Uni-Flow: a unified autoregressive-diffusion model for complex multiscale flows
Xiao Xue, Tianyue Yang, Mingyang Gao, Leyu Pan, Maida Wang, Kewei Zhu, Shuo Wang, Jiuling Li, Marco F. P. ten Eikelder, Peter V. Coveney
TL;DR
Multiscale spatiotemporal flows pose a challenge for long-horizon accuracy and fine-scale fidelity. Uni-Flow decouples temporal evolution from spatial refinement into a low-resolution autoregressive core and a diffusion-based upscaling operator, enabling stable long-term predictions and high-resolution detail. The approach is validated on 2D Kolmogorov flow, 3D turbulent channel inflow generation with a quantum-informed prior, and patient-specific stenotic aortic flow, achieving faster-than-real-time inference and faithful statistics across scales. This framework provides a general, architecture-agnostic pathway toward real-time, physics-consistent surrogates for complex flows, with potential synergy with quantum machine learning.
Abstract
Spatiotemporal flows govern diverse phenomena across physics, biology, and engineering, yet modelling their multiscale dynamics remains a central challenge.
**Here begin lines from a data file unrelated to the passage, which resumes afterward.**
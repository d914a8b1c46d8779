//! Model that contains two triangles per lattice cell.

use crate::{
    color::Color,
    geometry::{Grid, Point},
    surface::Surface,
};

#[derive(Copy, Clone, Debug, PartialEq)]
pub struct Triangle {
    vertices: [Point; 3],

    /// Same lattice positions before jitter, when a snapshot was kept.
    /// Colors are sampled from these so shading does not follow the visual noise.
    stable: Option<[Point; 3]>,
}

impl Triangle {
    pub fn new(vertices: [Point; 3], stable: Option<[Point; 3]>) -> Self {
        Self { vertices, stable }
    }

    #[inline]
    pub fn vertices(&self) -> &[Point; 3] {
        &self.vertices
    }

    #[inline]
    pub fn stable(&self) -> Option<&[Point; 3]> {
        self.stable.as_ref()
    }

    /// Vertex the gradient is sampled at: the first vertex, pre-jitter when available.
    #[inline]
    pub fn reference(&self) -> &Point {
        match &self.stable {
            Some(stable) => &stable[0],
            None => &self.vertices[0],
        }
    }

    /// Signed area. Lower and upper triangles of a mesh wind in opposite directions.
    pub fn area(&self) -> f64 {
        let [a, b, c] = &self.vertices;
        (b.position - a.position).cross(&(c.position - a.position)) / 2.0
    }

    /// Fills and strokes the closed outline with the same color.
    pub fn draw<S: Surface + ?Sized>(&self, surface: &mut S, color: Color) {
        let [a, b, c] = &self.vertices;

        surface.begin_path();
        surface.move_to(a.x(), a.y());
        surface.line_to(b.x(), b.y());
        surface.line_to(c.x(), c.y());
        surface.close_path();
        surface.set_fill_color(color);
        surface.set_stroke_color(color);
        surface.fill();
        surface.stroke();
    }
}

/// Both triangle sets of a grid.
///
/// Every cell `(x, y)` is split along its `(x, y)-(x + 1, y + 1)` diagonal.
#[derive(Clone, Debug, Default, PartialEq)]
pub struct Mesh {
    /// `(x, y)`, `(x + 1, y + 1)`, `(x, y + 1)` of every cell.
    pub lower: Vec<Triangle>,
    /// `(x, y)`, `(x + 1, y + 1)`, `(x + 1, y)` of every cell.
    pub upper: Vec<Triangle>,
}

impl Mesh {
    /// Splits every cell of `grid`. `snapshot` must be the same grid before jitter.
    pub fn triangulate(grid: &Grid, snapshot: Option<&Grid>) -> Self {
        debug_assert!(snapshot.map_or(true, |s| s.lattice() == grid.lattice()));

        let cells = (grid.columns() - 1) * (grid.rows() - 1);
        let corners = |g: &Grid, x: usize, y: usize, (dx, dy): (usize, usize)| {
            [*g.get(x, y), *g.get(x + 1, y + 1), *g.get(x + dx, y + dy)]
        };
        let split = |third: (usize, usize)| {
            let mut set = Vec::with_capacity(cells);
            for x in 0..grid.columns() - 1 {
                for y in 0..grid.rows() - 1 {
                    let vertices = corners(grid, x, y, third);
                    let stable = snapshot.map(|s| corners(s, x, y, third));
                    set.push(Triangle::new(vertices, stable));
                }
            }
            set
        };

        Mesh {
            lower: split((0, 1)),
            upper: split((1, 0)),
        }
    }

    #[inline]
    pub fn len(&self) -> usize {
        self.lower.len() + self.upper.len()
    }

    /// All triangles in paint order: the lower set, then the upper set.
    pub fn triangles(&self) -> impl Iterator<Item = &Triangle> {
        self.lower.iter().chain(self.upper.iter())
    }
}

#[cfg(test)]
use crate::{
    geometry::Lattice,
    perturb::{Noise, Perturb},
    random::Constant,
};

#[cfg(test)]
fn grid(cols: u32, rows: u32) -> Grid {
    Grid::build(Lattice::new(cols, rows).unwrap(), 100.0, 100.0, false)
}

#[test]
fn triangle_count() {
    for &(cols, rows) in &[(1, 1), (2, 2), (5, 3), (12, 7)] {
        let mesh = Mesh::triangulate(&grid(cols, rows), None);

        let per_set = ((cols + 2) * (rows + 2)) as usize;
        assert_eq!(per_set, mesh.lower.len());
        assert_eq!(per_set, mesh.upper.len());
        assert_eq!(2 * per_set, mesh.len());
    }
}

#[test]
fn scenario_two_by_two() {
    let mesh = Mesh::triangulate(&grid(2, 2), None);

    assert_eq!(32, mesh.len());
    assert_eq!(32, mesh.triangles().count());
}

#[test]
fn no_triangle_is_degenerate_before_jitter() {
    let mesh = Mesh::triangulate(&grid(4, 3), None);

    for triangle in &mesh.lower {
        assert!(triangle.area() > 0.0);
    }
    for triangle in &mesh.upper {
        assert!(triangle.area() < 0.0);
    }
}

#[test]
fn cell_halves_share_the_diagonal() {
    let g = grid(3, 3);
    let mesh = Mesh::triangulate(&g, None);

    for (lower, upper) in mesh.lower.iter().zip(&mesh.upper) {
        assert_eq!(lower.vertices()[0], upper.vertices()[0]);
        assert_eq!(lower.vertices()[1], upper.vertices()[1]);
        assert_ne!(lower.vertices()[2], upper.vertices()[2]);
    }

    // Cell (1, 2) is the 8th cell in column-major order of a 5x5 cell grid.
    let cell = 1 * 5 + 2;
    assert_eq!([*g.get(1, 2), *g.get(2, 3), *g.get(1, 3)], *mesh.lower[cell].vertices());
    assert_eq!([*g.get(1, 2), *g.get(2, 3), *g.get(2, 2)], *mesh.upper[cell].vertices());
}

#[test]
fn halves_cover_each_cell() {
    let mesh = Mesh::triangulate(&grid(2, 2), None);
    let cell_area = 50.0 * 50.0;

    for (lower, upper) in mesh.lower.iter().zip(&mesh.upper) {
        assert_eq!(cell_area, lower.area().abs() + upper.area().abs());
    }
}

#[test]
fn snapshot_is_carried_per_triangle() {
    let snapshot = grid(2, 2);
    let mut jittered = snapshot.clone();
    jittered.perturb(&Noise::new(3.0, 100.0), &mut Constant(0.0));

    let mesh = Mesh::triangulate(&jittered, Some(&snapshot));

    for triangle in mesh.triangles() {
        let stable = triangle.stable().unwrap();
        for (v, s) in triangle.vertices().iter().zip(stable) {
            assert_eq!(s.x() - 3.0, v.x());
            assert_eq!(s.y() - 3.0, v.y());
        }
        assert_eq!(&stable[0], triangle.reference());
    }
}

#[test]
fn reference_falls_back_to_jittered_vertex() {
    let mesh = Mesh::triangulate(&grid(1, 1), None);

    for triangle in mesh.triangles() {
        assert_eq!(None, triangle.stable());
        assert_eq!(&triangle.vertices()[0], triangle.reference());
    }
}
Despite major advances in physics-informed machine learning, existing approaches struggle to simultaneously maintain long-term temporal evolution and resolve fine-scale structure across chaotic, turbulent, and physiological regimes. Here, we introduce Uni-Flow, a unified autoregressive-diffusion framework that explicitly separates temporal evolution from spatial refinement for modelling complex dynamical systems. The autoregressive component learns low-resolution latent dynamics that preserve large-scale structure and ensure stable long-horizon rollouts, while the diffusion component reconstructs high-resolution physical fields, recovering fine-scale features in a small number of denoising steps. We validate Uni-Flow across canonical benchmarks, including two-dimensional Kolmogorov flow, three-dimensional turbulent channel inflow generation with a quantum-informed autoregressive prior, and patient-specific simulations of aortic coarctation derived from high-fidelity lattice Boltzmann hemodynamic solvers. In the cardiovascular setting, Uni-Flow enables task-level faster than real-time inference of pulsatile hemodynamics, reconstructing high-resolution pressure fields over physiologically relevant time horizons in seconds rather than hours. By transforming high-fidelity hemodynamic simulation from an offline, HPC-bound process into a deployable surrogate, Uni-Flow establishes a pathway to faster-than-real-time modelling of complex multiscale flows, with broad implications for scientific machine learning in flow physics.